The global wine industry has become more competitive than ever. With annual wine production of 36 billion bottles spread across more than a million different wine labels from 150,000 professional winemakers worldwide, making a great wine is not enough anymore.
How, then, does one wine estate differentiate itself from the others? By embracing technology at all stages – from inputs to processing and management, all the way through to marketing and sales.
Technology is everywhere, from vineyard to virtual shopping basket
While nothing will ever replace the human instincts that winemakers with years of experience behind them develop, savvy winemakers are making more and more use of technology to streamline their outputs. Drones are becoming commonplace in the vineyard, for more precise pest control and to gather data. Some wineries are even harnessing the power of the USA’s National Aeronautics and Space Administration (NASA), to map which varietals to plant where, based on the analysis of heat and wind patterns.
There are wine-processing tools that improve harvesting, sorting, settling and filtration. Alcohol-free wine is a growing market, made possible by vacuum distilling at low temperatures after fermentation, to retain all the flavours while eliminating all but a fraction of the alcohol.
Technology exists that takes historical data on wine-drinking trends to model future patterns, which winemakers can use to plan. There are tools that pull conversations and wine mentions from social media and other channels, providing wineries with real-time feedback from consumers to get a better understanding of how the public is reacting to their wine.
Harvesting big data can tell us, for example, whether younger generations are drinking as much wine as their parents did, which wines people will want to drink in a few years’ time, and which cultivars to plant given the qualities of a winery’s terroir. There is even an app that analyses wine labels to understand what drives consumers to make a purchase.

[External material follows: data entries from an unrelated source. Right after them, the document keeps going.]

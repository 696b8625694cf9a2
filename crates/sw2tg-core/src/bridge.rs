//! Outward operations: fetch workouts and announce them to a chat.

use std::{collections::BTreeSet, sync::Arc, time::Duration};

use async_trait::async_trait;
use chrono::NaiveDate;

use crate::{
    domain::ChatId,
    formatting::{escape_markdown_v2, MessageComposer},
    messaging::delivery::Delivery,
    poller::{Command, CommandHandler, CommandInvocation},
    workouts::WorkoutSource,
    Error, Result,
};

/// Sent after every announcement run.
pub const CLOSING_GLYPH: &str = "🏋️";

pub struct WorkoutBridge {
    source: Arc<dyn WorkoutSource>,
    delivery: Delivery,
    composer: MessageComposer,
    daily_tracks: Vec<String>,
    weekly_tracks: Vec<String>,
    week_interval: Duration,
}

impl WorkoutBridge {
    pub fn new(source: Arc<dyn WorkoutSource>, delivery: Delivery, composer: MessageComposer) -> Self {
        Self {
            source,
            delivery,
            composer,
            daily_tracks: Vec::new(),
            weekly_tracks: Vec::new(),
            week_interval: Duration::from_secs(1),
        }
    }

    pub fn with_daily_tracks(mut self, tracks: Vec<String>) -> Self {
        self.daily_tracks = tracks;
        self
    }

    pub fn with_weekly_tracks(mut self, tracks: Vec<String>) -> Self {
        self.weekly_tracks = tracks;
        self
    }

    /// Pause between sends of a week-wide run.
    pub fn with_week_interval(mut self, interval: Duration) -> Self {
        self.week_interval = interval;
        self
    }

    pub async fn send_all_tracks_for_date(&self, date: NaiveDate, chat_id: ChatId) -> Result<()> {
        self.send_tracks_for_date(&self.daily_tracks, date, chat_id)
            .await
    }

    pub async fn send_one_track_for_date(
        &self,
        date: NaiveDate,
        track: &str,
        chat_id: ChatId,
    ) -> Result<()> {
        self.send_tracks_for_date(&[track.to_string()], date, chat_id)
            .await
    }

    pub async fn send_all_tracks_for_week(&self, start: NaiveDate, chat_id: ChatId) -> Result<()> {
        self.send_tracks_for_week(&self.weekly_tracks, start, chat_id)
            .await
    }

    pub async fn send_one_track_for_week(
        &self,
        start: NaiveDate,
        track: &str,
        chat_id: ChatId,
    ) -> Result<()> {
        self.send_tracks_for_week(&[track.to_string()], start, chat_id)
            .await
    }

    pub async fn list_tracks(&self) -> Result<BTreeSet<String>> {
        self.source.list_tracks().await
    }

    async fn send_tracks_for_date(
        &self,
        tracks: &[String],
        date: NaiveDate,
        chat_id: ChatId,
    ) -> Result<()> {
        tracing::info!("Sending {} tracks for {date} to {}", tracks.len(), chat_id.0);
        let weeks = self.source.fetch_week_by_tracks(tracks, date).await?;
        for week in &weeks {
            let blocks = self
                .composer
                .compose(&week.track, date, week.days.items_on(date));
            self.delivery.send_batch(chat_id, &blocks).await?;
        }
        self.delivery.send(chat_id, CLOSING_GLYPH).await
    }

    async fn send_tracks_for_week(
        &self,
        tracks: &[String],
        start: NaiveDate,
        chat_id: ChatId,
    ) -> Result<()> {
        tracing::info!(
            "Sending {} tracks for the week of {start} to {}",
            tracks.len(),
            chat_id.0
        );
        let weeks = self.source.fetch_week_by_tracks(tracks, start).await?;
        // One batch for the whole run so every send, the closing one
        // included, is spaced by the interval.
        let mut blocks = Vec::new();
        for week in &weeks {
            for (day, items) in week.days.iter() {
                blocks.extend(self.composer.compose(&week.track, day, items));
            }
        }
        blocks.push(CLOSING_GLYPH.to_string());
        self.delivery
            .send_batch_paced(chat_id, &blocks, self.week_interval)
            .await
    }

    async fn send_track_list(&self, chat_id: ChatId) -> Result<()> {
        for track in self.list_tracks().await? {
            self.delivery
                .send(chat_id, &escape_markdown_v2(&track))
                .await?;
        }
        Ok(())
    }
}

#[async_trait]
impl CommandHandler for WorkoutBridge {
    async fn handle(&self, invocation: &CommandInvocation) -> Result<()> {
        let chat_id = invocation.chat_id;
        let today = invocation.today;
        let track = invocation.args.as_deref();

        match invocation.command {
            Command::Tracks => self.send_track_list(chat_id).await,
            Command::Today => match track {
                Some(track) => self.send_one_track_for_date(today, track, chat_id).await,
                None => self.send_all_tracks_for_date(today, chat_id).await,
            },
            Command::Tomorrow => {
                let tomorrow = today
                    .succ_opt()
                    .ok_or_else(|| Error::External(format!("no day after {today}")))?;
                match track {
                    Some(track) => self.send_one_track_for_date(tomorrow, track, chat_id).await,
                    None => self.send_all_tracks_for_date(tomorrow, chat_id).await,
                }
            }
            Command::Week => match track {
                Some(track) => self.send_one_track_for_week(today, track, chat_id).await,
                None => self.send_all_tracks_for_week(today, chat_id).await,
            },
        }
    }
}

Distribution is changing forever
Despite the breakneck acceleration to e-commerce brought on by the Covid-19 pandemic, the wine sector has been slow to embrace it, lagging the retail world by 5 to 10 years, according to the State of the Wine Industry 2021 Report. This includes the development of websites, the inclusion of shopping carts, the effective use of social media, the most basic use of e-commerce search engine optimisation (SEO) and Google Analytics, and the ability to collect and maintain consumer databases that personalise consumers’ interactions. While this report refers to wineries in the USA, indications are that trends in South Africa are very similar.